* Your assignment
Your answer should consist of the lines below that hold the word "snapshot".
- Opening Delimiter -
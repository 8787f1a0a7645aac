//! Tail an event-stream endpoint from the terminal.
//!
//! Connects to the given URL (default: a local demo server's `/events`),
//! seeds the value with 0, and prints every value as it arrives. Exits when
//! the connection fails.

use crossbeam_channel::unbounded;
use livefeed::{Feed, FeedConfig, HttpOpener};

fn main() -> livefeed::Result<()> {
    let url = std::env::args()
        .nth(1)
        .unwrap_or_else(|| "http://localhost:3000/events".to_string());

    let opener = HttpOpener::new()?;
    let feed = Feed::open(FeedConfig::new(&url).with_seed(0), opener)?;

    // Notifications fire on the reader thread; bridge them over here.
    let (tx, rx) = unbounded::<()>();
    let store = feed.store();
    let _watch = feed.subscribe(move || {
        let _ = tx.send(());
    });

    println!("tailing {url}");
    while rx.recv().is_ok() {
        let snapshot = store.snapshot();
        if let Some(error) = &snapshot.error {
            eprintln!("error: {error}");
            break;
        }
        if let Some(data) = &snapshot.data {
            println!("{data}");
        }
    }
    Ok(())
}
- Closing Delimiter -
* Result below
        let snapshot = store.snapshot();
        if let Some(error) = &snapshot.error {
        if let Some(data) = &snapshot.data {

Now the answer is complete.